At present, the three most promising treatments for cancer are Chemotherapy, Radiation Therapy, and Surgery. All other treatments are aimed at invigorating, boosting, stimulating, enhancing etc. the immune system into attacking the cancer. Paradoxically, the three most successful treatments all have one thing in common and that is that neither of these makes any attempt at employing the immune system in the fight against cancer. Another thing that they have in common is that they inadvertently cause stress to the immune system. In all of these three most successful cases, the immune system must come onto the scene to repair the damage that has been inflicted against the tissues at the cancer site. This ‘stress’ places a workload on the immune system which provides a workout, or exercise for it. Thus the three most successful treatments for cancer could be viewed as benefiting the cancer patient by increasing the workload and responsibilities of his or her immune system. The remaining less successful treatments all tend to actually “demote” the immune system by taking responsibility away from it. Any substance that claims to assist, invigorate, enhance etc. the immune system actually takes the workload away from it and , may inadvertently be causing the immune system to become weaker. From this new vantage point of understanding cancer, we can see why treatments that do not attempt to involve the immune system would be the most effective treatments in the fight against cancer. If the immune system were found to be ultimately responsible for this non requested tissue growth we call cancer, it would be absurd to expect it to attack itself. The fact that the list of the most effective tools to date in the fight against cancer all happen to be the ones that do not involve the immune system directly, adds support to the hypothesis that the immune system is responsible for this event.

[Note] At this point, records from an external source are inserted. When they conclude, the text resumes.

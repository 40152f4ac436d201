//! Handler chain engine.
//!
//! Handlers are grouped into named phases; phases run in configured order and
//! handlers within a phase in declaration order, which together give every
//! handler a global index. A message runs through the chain once:
//!
//! ```text
//! Pending -> Running(0) -> Running(1) -> ... -> Completed
//!                 \-> Faulted(i) -> RolledBack
//! ```
//!
//! When handler `i` faults, `on_fault` runs on handlers `i, i-1, ..., 0`.
//! A failing `on_fault` is logged and collected; it never stops the rollback
//! and never replaces the original fault.

use crate::config::EngineConfig;
use crate::context::{ChainState, MessageContext};
use crate::error::{ChainFault, ConfigurationError, HandlerFault, SecondaryFault};
use crate::handler::{Handler, HandlerDescription};
use crate::handlers::HandlerRegistry;
use std::collections::HashSet;
use tracing::{debug, info, warn};

/// A named, ordered group of handlers.
pub struct Phase {
    name: String,
    handlers: Vec<Box<dyn Handler>>,
}

impl Phase {
    pub fn name(&self) -> &str {
        &self.name
    }

    pub fn len(&self) -> usize {
        self.handlers.len()
    }

    pub fn is_empty(&self) -> bool {
        self.handlers.is_empty()
    }
}

/// An ordered pipeline of handlers.
pub struct HandlerChain {
    phases: Vec<Phase>,
}

impl std::fmt::Debug for HandlerChain {
    fn fmt(&self, f: &mut std::fmt::Formatter<'_>) -> std::fmt::Result {
        f.debug_struct("HandlerChain")
            .field("phases", &self.phases.iter().map(Phase::name).collect::<Vec<_>>())
            .field("handlers", &self.handler_names())
            .finish()
    }
}

impl HandlerChain {
    pub fn builder() -> ChainBuilder {
        ChainBuilder::default()
    }

    /// Create and initialize every configured handler.
    ///
    /// Handler names must be non-empty and unique across the chain; handlers
    /// key their per-message undo records by name.
    pub fn from_config(
        config: &EngineConfig,
        registry: &HandlerRegistry,
    ) -> Result<Self, ConfigurationError> {
        let mut builder = Self::builder();
        let mut seen: HashSet<&str> = HashSet::new();
        for phase in &config.phases {
            builder = builder.phase(&phase.name);
            for handler_config in &phase.handlers {
                let name = handler_config.name.as_str();
                let reason = if name.trim().is_empty() {
                    Some("name is empty")
                } else if !seen.insert(name) {
                    Some("name is already used in this chain")
                } else {
                    None
                };
                if let Some(reason) = reason {
                    return Err(ConfigurationError::InvalidHandlerName {
                        handler: name.to_string(),
                        phase: phase.name.clone(),
                        reason: reason.to_string(),
                    });
                }
                let description = HandlerDescription::from_config(handler_config, &phase.name);
                builder = builder.handler(registry.create(description)?);
            }
        }
        let chain = builder.build();
        info!(
            phases = chain.phases.len(),
            handlers = chain.len(),
            "Handler chain assembled"
        );
        Ok(chain)
    }

    pub fn phases(&self) -> &[Phase] {
        &self.phases
    }

    /// Total number of handlers across all phases.
    pub fn len(&self) -> usize {
        self.phases.iter().map(Phase::len).sum()
    }

    pub fn is_empty(&self) -> bool {
        self.len() == 0
    }

    /// Handler names in execution order.
    pub fn handler_names(&self) -> Vec<&str> {
        self.handlers().map(|h| h.name()).collect()
    }

    fn handlers(&self) -> impl Iterator<Item = &Box<dyn Handler>> + '_ {
        self.phases.iter().flat_map(|p| p.handlers.iter())
    }

    /// Run `ctx` through the chain.
    ///
    /// On success the context ends in `Completed`. On a fault it ends in
    /// `RolledBack` with the fault stored in the context, and the returned
    /// error carries the original fault.
    pub fn invoke(&self, ctx: &mut MessageContext) -> Result<(), ChainFault> {
        if ctx.chain_state != ChainState::Pending {
            let fault = HandlerFault::receiver(format!(
                "message already went through a handler chain (state {:?})",
                ctx.chain_state
            ));
            warn!(message_id = ?ctx.message_id(), state = ?ctx.chain_state, "Rejected message that is not pending");
            return Err(ChainFault {
                handler: String::new(),
                index: 0,
                fault,
                secondary: Vec::new(),
            });
        }

        for (index, handler) in self.handlers().enumerate() {
            ctx.chain_state = ChainState::Running(index);
            debug!(
                message_id = ?ctx.message_id(),
                handler = %handler.name(),
                index,
                "Invoking handler"
            );
            if let Err(fault) = handler.invoke(ctx) {
                return Err(self.roll_back(ctx, index, handler.name(), fault));
            }
        }

        ctx.chain_state = ChainState::Completed;
        debug!(message_id = ?ctx.message_id(), handlers = self.len(), "Handler chain completed");
        Ok(())
    }

    fn roll_back(
        &self,
        ctx: &mut MessageContext,
        index: usize,
        handler: &str,
        fault: HandlerFault,
    ) -> ChainFault {
        ctx.chain_state = ChainState::Faulted(index);
        ctx.set_fault(fault.clone());
        warn!(
            message_id = ?ctx.message_id(),
            handler = %handler,
            index,
            code = %fault.code.as_str(),
            reason = %fault.reason,
            "Handler faulted, rolling back"
        );

        let ran: Vec<&Box<dyn Handler>> = self.handlers().take(index + 1).collect();
        let mut secondary = Vec::new();
        for undo in ran.into_iter().rev() {
            if let Err(rollback_fault) = undo.on_fault(ctx) {
                warn!(
                    message_id = ?ctx.message_id(),
                    handler = %undo.name(),
                    reason = %rollback_fault,
                    "Rollback of handler failed"
                );
                secondary.push(SecondaryFault {
                    handler: undo.name().to_string(),
                    fault: rollback_fault,
                });
            }
        }

        ctx.chain_state = ChainState::RolledBack;
        ChainFault {
            handler: handler.to_string(),
            index,
            fault,
            secondary,
        }
    }

    /// Call every handler's `cleanup`, returning the failures.
    pub fn cleanup(&mut self) -> Vec<SecondaryFault> {
        let mut failures = Vec::new();
        for handler in self.phases.iter_mut().flat_map(|p| p.handlers.iter_mut()) {
            if let Err(fault) = handler.cleanup() {
                warn!(handler = %handler.name(), reason = %fault, "Handler cleanup failed");
                failures.push(SecondaryFault {
                    handler: handler.name().to_string(),
                    fault,
                });
            }
        }
        failures
    }
}

/// Assembles a [`HandlerChain`] from already initialized handlers.
#[derive(Default)]
pub struct ChainBuilder {
    phases: Vec<Phase>,
}

impl ChainBuilder {
    /// Start a new phase; following handlers join it.
    pub fn phase(mut self, name: impl Into<String>) -> Self {
        self.phases.push(Phase {
            name: name.into(),
            handlers: Vec::new(),
        });
        self
    }

    /// Append a handler to the current phase, opening a `default` phase if none exists.
    pub fn handler(mut self, handler: Box<dyn Handler>) -> Self {
        if self.phases.is_empty() {
            self = self.phase("default");
        }
        if let Some(phase) = self.phases.last_mut() {
            phase.handlers.push(handler);
        }
        self
    }

    pub fn build(self) -> HandlerChain {
        HandlerChain {
            phases: self.phases,
        }
    }
}

#[cfg(test)]
mod tests {
    use super::*;
    use crate::document::Document;
    use std::sync::{Arc, Mutex};

    type Journal = Arc<Mutex<Vec<String>>>;

    struct Recorder {
        description: HandlerDescription,
        journal: Journal,
        fail_invoke: bool,
        fail_undo: bool,
    }

    impl Recorder {
        fn boxed(name: &str, journal: &Journal, fail_invoke: bool, fail_undo: bool) -> Box<dyn Handler> {
            Box::new(Self {
                description: HandlerDescription::new(name, "recorder"),
                journal: journal.clone(),
                fail_invoke,
                fail_undo,
            })
        }
    }

    impl Handler for Recorder {
        fn init(&mut self, description: HandlerDescription) -> Result<(), ConfigurationError> {
            self.description = description;
            Ok(())
        }

        fn invoke(&self, _ctx: &mut MessageContext) -> Result<(), HandlerFault> {
            self.journal.lock().unwrap().push(format!("invoke:{}", self.name()));
            if self.fail_invoke {
                return Err(HandlerFault::sender(format!("{} failed", self.name())));
            }
            Ok(())
        }

        fn on_fault(&self, _ctx: &mut MessageContext) -> Result<(), HandlerFault> {
            self.journal.lock().unwrap().push(format!("undo:{}", self.name()));
            if self.fail_undo {
                return Err(HandlerFault::receiver("undo failed"));
            }
            Ok(())
        }

        fn cleanup(&mut self) -> Result<(), HandlerFault> {
            if self.fail_undo {
                return Err(HandlerFault::receiver("cleanup failed"));
            }
            Ok(())
        }

        fn description(&self) -> &HandlerDescription {
            &self.description
        }
    }

    #[test]
    fn test_all_handlers_succeed() {
        let journal = Journal::default();
        let chain = HandlerChain::builder()
            .phase("in")
            .handler(Recorder::boxed("a", &journal, false, false))
            .phase("dispatch")
            .handler(Recorder::boxed("b", &journal, false, false))
            .build();
        let mut ctx = MessageContext::new(Document::new());

        chain.invoke(&mut ctx).unwrap();
        assert_eq!(ctx.chain_state(), ChainState::Completed);
        assert_eq!(*journal.lock().unwrap(), vec!["invoke:a", "invoke:b"]);
        assert_eq!(chain.handler_names(), vec!["a", "b"]);
    }

    #[test]
    fn test_fault_rolls_back_in_reverse() {
        let journal = Journal::default();
        let chain = HandlerChain::builder()
            .handler(Recorder::boxed("a", &journal, false, false))
            .handler(Recorder::boxed("b", &journal, false, true))
            .handler(Recorder::boxed("c", &journal, true, false))
            .handler(Recorder::boxed("d", &journal, false, false))
            .build();
        let mut ctx = MessageContext::new(Document::new());

        let err = chain.invoke(&mut ctx).unwrap_err();
        assert_eq!(err.handler, "c");
        assert_eq!(err.index, 2);
        assert_eq!(err.fault.reason, "c failed");
        assert_eq!(err.secondary.len(), 1);
        assert_eq!(err.secondary[0].handler, "b");
        assert_eq!(ctx.chain_state(), ChainState::RolledBack);
        assert_eq!(ctx.fault(), Some(&err.fault));
        assert_eq!(
            *journal.lock().unwrap(),
            vec!["invoke:a", "invoke:b", "invoke:c", "undo:c", "undo:b", "undo:a"]
        );
    }

    #[test]
    fn test_context_runs_only_once() {
        let journal = Journal::default();
        let chain = HandlerChain::builder()
            .handler(Recorder::boxed("a", &journal, false, false))
            .build();
        let mut ctx = MessageContext::new(Document::new());
        chain.invoke(&mut ctx).unwrap();

        let err = chain.invoke(&mut ctx).unwrap_err();
        assert_eq!(err.fault.code, crate::error::FaultCode::Receiver);
        assert_eq!(journal.lock().unwrap().len(), 1);
        assert_eq!(ctx.chain_state(), ChainState::Completed);
    }

    #[test]
    fn test_empty_chain_completes() {
        let chain = HandlerChain::builder().build();
        let mut ctx = MessageContext::new(Document::new());
        chain.invoke(&mut ctx).unwrap();
        assert!(chain.is_empty());
        assert_eq!(ctx.chain_state(), ChainState::Completed);
    }

    #[test]
    fn test_cleanup_collects_failures() {
        let journal = Journal::default();
        let mut chain = HandlerChain::builder()
            .handler(Recorder::boxed("ok", &journal, false, false))
            .handler(Recorder::boxed("bad", &journal, false, true))
            .build();
        let failures = chain.cleanup();
        assert_eq!(failures.len(), 1);
        assert_eq!(failures[0].handler, "bad");
    }
}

If we make this simple adjustment in our model for explaining cancer, [by taking the blame away from the individual cell's DNA, (chromosome p53) and placing the blame on the immune system as a whole, or more specifically, the repair aspect of our immune system,] then we simplify things immensely. This phenomenon then becomes a candidate to apply Occam's razor. Why employ a complex set of beliefs when a simple explanation already exists? Unexplainable events become, for the first time, explainable. As to why the immune system leave the cancer cells alone would become straightforwardly explained if the cancer were a function of the immune system. Similarly we would be able to account for how the cancer can travel throughout the body undetected and take up residence in another part of the body without being detected or encountering resistance along the way. We would not require the use of imaginary antigens that set this mystery disease in motion, yet cannot be observed either at the site, or journeying to the site.

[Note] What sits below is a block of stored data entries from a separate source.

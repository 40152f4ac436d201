//! The handler capability set.
//!
//! A [`Handler`] is one named, configurable processing unit of a
//! [`HandlerChain`](crate::engine::HandlerChain). Handlers are shared between
//! messages processed in parallel, so `invoke` and `on_fault` take `&self`;
//! anything a handler needs to undo later is recorded in the message context.

use crate::config::{HandlerConfig, ParameterValue};
use crate::context::MessageContext;
use crate::error::{ConfigurationError, HandlerFault};
use std::collections::BTreeMap;

/// A single processing unit in a handler chain.
pub trait Handler: Send + Sync {
    /// Resolve configuration. Called once before the handler joins a chain.
    fn init(&mut self, description: HandlerDescription) -> Result<(), ConfigurationError>;

    /// Process a message.
    ///
    /// Partial changes made before returning a fault must either be undone
    /// here or be undoable by [`on_fault`](Handler::on_fault).
    fn invoke(&self, ctx: &mut MessageContext) -> Result<(), HandlerFault>;

    /// Undo the effects of `invoke` while the chain rolls back.
    fn on_fault(&self, _ctx: &mut MessageContext) -> Result<(), HandlerFault> {
        Ok(())
    }

    /// Release resources when the chain is torn down.
    fn cleanup(&mut self) -> Result<(), HandlerFault> {
        Ok(())
    }

    /// The description passed to `init`.
    fn description(&self) -> &HandlerDescription;

    fn name(&self) -> &str {
        &self.description().name
    }

    fn parameter(&self, name: &str) -> Option<&ParameterValue> {
        self.description().parameters.get(name)
    }
}

/// Static description of a configured handler.
#[derive(Debug, Clone, Default, PartialEq, Eq)]
pub struct HandlerDescription {
    /// Instance name, unique within a chain
    pub name: String,
    /// Registered kind
    pub kind: String,
    /// Phase the handler runs in
    pub phase: String,
    /// Named parameters; unknown names are ignored
    pub parameters: BTreeMap<String, ParameterValue>,
}

impl HandlerDescription {
    pub fn new(name: impl Into<String>, kind: impl Into<String>) -> Self {
        Self {
            name: name.into(),
            kind: kind.into(),
            ..Default::default()
        }
    }

    /// Description of a handler declared in a configured phase.
    pub fn from_config(config: &HandlerConfig, phase: &str) -> Self {
        Self {
            name: config.name.clone(),
            kind: config.kind.clone(),
            phase: phase.to_string(),
            parameters: config.parameters.clone(),
        }
    }

    pub fn in_phase(mut self, phase: impl Into<String>) -> Self {
        self.phase = phase.into();
        self
    }

    pub fn with_parameter(mut self, name: impl Into<String>, value: impl Into<ParameterValue>) -> Self {
        self.parameters.insert(name.into(), value.into());
        self
    }

    /// Text parameter, if present.
    pub fn text(&self, name: &str) -> Result<Option<&str>, ConfigurationError> {
        match self.parameters.get(name) {
            None => Ok(None),
            Some(ParameterValue::Text(value)) => Ok(Some(value)),
            Some(other) => Err(self.invalid(name, "text", other)),
        }
    }

    /// Text parameter that must be present and non-empty.
    pub fn required_text(&self, name: &str) -> Result<&str, ConfigurationError> {
        match self.text(name)? {
            Some(value) if !value.trim().is_empty() => Ok(value),
            _ => Err(ConfigurationError::MissingParameter {
                handler: self.name.clone(),
                name: name.to_string(),
            }),
        }
    }

    /// Flag parameter; `"true"`/`"false"` text is accepted too.
    pub fn flag(&self, name: &str) -> Result<Option<bool>, ConfigurationError> {
        match self.parameters.get(name) {
            None => Ok(None),
            Some(ParameterValue::Flag(value)) => Ok(Some(*value)),
            Some(ParameterValue::Text(value)) => match value.trim().to_ascii_lowercase().as_str() {
                "true" => Ok(Some(true)),
                "false" => Ok(Some(false)),
                _ => Err(self.invalid_reason(name, format!("expected true or false, got '{}'", value))),
            },
            Some(other) => Err(self.invalid(name, "flag", other)),
        }
    }

    /// Integer parameter; numeric text is accepted too.
    pub fn integer(&self, name: &str) -> Result<Option<i64>, ConfigurationError> {
        match self.parameters.get(name) {
            None => Ok(None),
            Some(ParameterValue::Integer(value)) => Ok(Some(*value)),
            Some(ParameterValue::Text(value)) => value
                .trim()
                .parse()
                .map(Some)
                .map_err(|_| self.invalid_reason(name, format!("expected an integer, got '{}'", value))),
            Some(other) => Err(self.invalid(name, "integer", other)),
        }
    }

    /// Non-negative integer parameter.
    pub fn count(&self, name: &str) -> Result<Option<usize>, ConfigurationError> {
        match self.integer(name)? {
            None => Ok(None),
            Some(value) => usize::try_from(value)
                .map(Some)
                .map_err(|_| self.invalid_reason(name, format!("must not be negative, got {}", value))),
        }
    }

    /// List parameter; comma-separated text is split into items.
    pub fn list(&self, name: &str) -> Result<Option<Vec<String>>, ConfigurationError> {
        match self.parameters.get(name) {
            None => Ok(None),
            Some(ParameterValue::List(items)) => Ok(Some(items.clone())),
            Some(ParameterValue::Text(value)) => Ok(Some(
                value
                    .split(',')
                    .map(str::trim)
                    .filter(|s| !s.is_empty())
                    .map(str::to_string)
                    .collect(),
            )),
            Some(other) => Err(self.invalid(name, "list", other)),
        }
    }

    fn invalid(&self, name: &str, expected: &str, got: &ParameterValue) -> ConfigurationError {
        self.invalid_reason(name, format!("expected {}, got {}", expected, got.type_name()))
    }

    pub(crate) fn invalid_reason(&self, name: &str, reason: String) -> ConfigurationError {
        ConfigurationError::InvalidParameter {
            handler: self.name.clone(),
            name: name.to_string(),
            reason,
        }
    }
}

#[cfg(test)]
mod tests {
    use super::*;

    fn description() -> HandlerDescription {
        HandlerDescription::new("route", "operation")
            .with_parameter("actions", vec!["Get*".to_string(), "List*".to_string()])
            .with_parameter("csv", "a, b,,c")
            .with_parameter("strict", true)
            .with_parameter("limit", 10_i64)
            .with_parameter("limit_text", "25")
    }

    #[test]
    fn test_typed_accessors() {
        let desc = description();
        assert_eq!(desc.list("actions").unwrap().unwrap().len(), 2);
        assert_eq!(
            desc.list("csv").unwrap().unwrap(),
            vec!["a".to_string(), "b".to_string(), "c".to_string()]
        );
        assert_eq!(desc.flag("strict").unwrap(), Some(true));
        assert_eq!(desc.integer("limit").unwrap(), Some(10));
        assert_eq!(desc.integer("limit_text").unwrap(), Some(25));
        assert_eq!(desc.count("limit").unwrap(), Some(10));
        assert_eq!(desc.text("missing").unwrap(), None);
    }

    #[test]
    fn test_type_mismatch_is_invalid_parameter() {
        let desc = description();
        let err = desc.flag("limit").unwrap_err();
        assert!(matches!(
            err,
            ConfigurationError::InvalidParameter { ref handler, ref name, .. }
                if handler == "route" && name == "limit"
        ));
        assert!(desc.integer("csv").is_err());
    }

    #[test]
    fn test_required_text_missing() {
        let desc = HandlerDescription::new("hdr", "add-header").with_parameter("namespace", "  ");
        assert!(matches!(
            desc.required_text("namespace"),
            Err(ConfigurationError::MissingParameter { .. })
        ));
        assert!(matches!(
            desc.required_text("local_name"),
            Err(ConfigurationError::MissingParameter { .. })
        ));
    }

    #[test]
    fn test_negative_count_rejected() {
        let desc = HandlerDescription::new("limits", "body-limits").with_parameter("max_depth", -1_i64);
        assert!(desc.count("max_depth").is_err());
    }
}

It has for some time been observed and recognized that people who are pet owners live longer lives than those who do not own pets. It was alleged that the satisfying feeling of well being as a nurturing caregiver to these pets was a stress release, and this ‘stress release’ was responsible for this longevity. It has more recently been proposed that the germs and bacteria that the caregivers are exposed to from their pets are more likely what is responsible for the difference. Pet owners have immune systems that get more of a workout relative to the non pet owners, and this ‘exercised immune system‘is actually what is responsible for the increased health benefits.
Cancer is not limited to the human species. Farm animals and pets also have been diagnosed with cancer. But observe however, that the animals that are diagnosed with cancer all tend to be animals that routinely receive treatments from veterinarians, or care giving owners, who attempt to improve the animal’s health with enriched or fortified feed, medicines, vaccines and booster shots designed to assist the immune system. Animals such as rac****s, bats, foxes and skunks have all been diagnosed with rabies, but it is extremely rare to learn of these animals, which are outside of the domestic category (wild animals, who receive no treatment of any kind) being diagnosed with cancer. On the other hand, horses, cats, and dogs, have nearly the same rates of cancer as humans have. (There will always be exceptions. Just as an animal can be born with a defective heart, or defective liver, it is conceivable that there might also be cases in which an animal could be born with a defective immune system, but I would expect that such a defect would be self correcting, i.e. the animal would perish prior to passing this defect on to its offspring).
The fact that squirrels don’t go to the medicine cabinet when they feel they are coming down with something, might also be a factor.
The following paragraph is an interesting excerpt from an article titled Buffaloes Don’t Get Cancer.
When the research is finally done, it will no doubt shed light on the connection between the absence of immune enhancing concoctions and the absence of cancer itself. The Bison fall under the category of semi domestic animals. Like squirrels, they have beckoned scientists to ask the question as to why they do not get cancer. Domestic animals receive health care from owners. Semi domestic and wild animals do not. Domestic animals get cancer. Semi domestic and wild animals do not. At first look one would think that it can’t get any more obvious than this. But the scientific community is locked into this dogmatic approach of thinking that the cure will be found inside the cell. They will dissect the bison and look at the cell structure through a microscope to try to determine how it differs from cattle that are susceptible to cancer. They will come up scratching their heads in bewilderment as yet again the answer cannot be found at the molecular level. It is difficult to imagine that there could be some antigen in our society that is affecting the DNA of domestic animals and humans yet avoiding having the same impact on semi domestic animals.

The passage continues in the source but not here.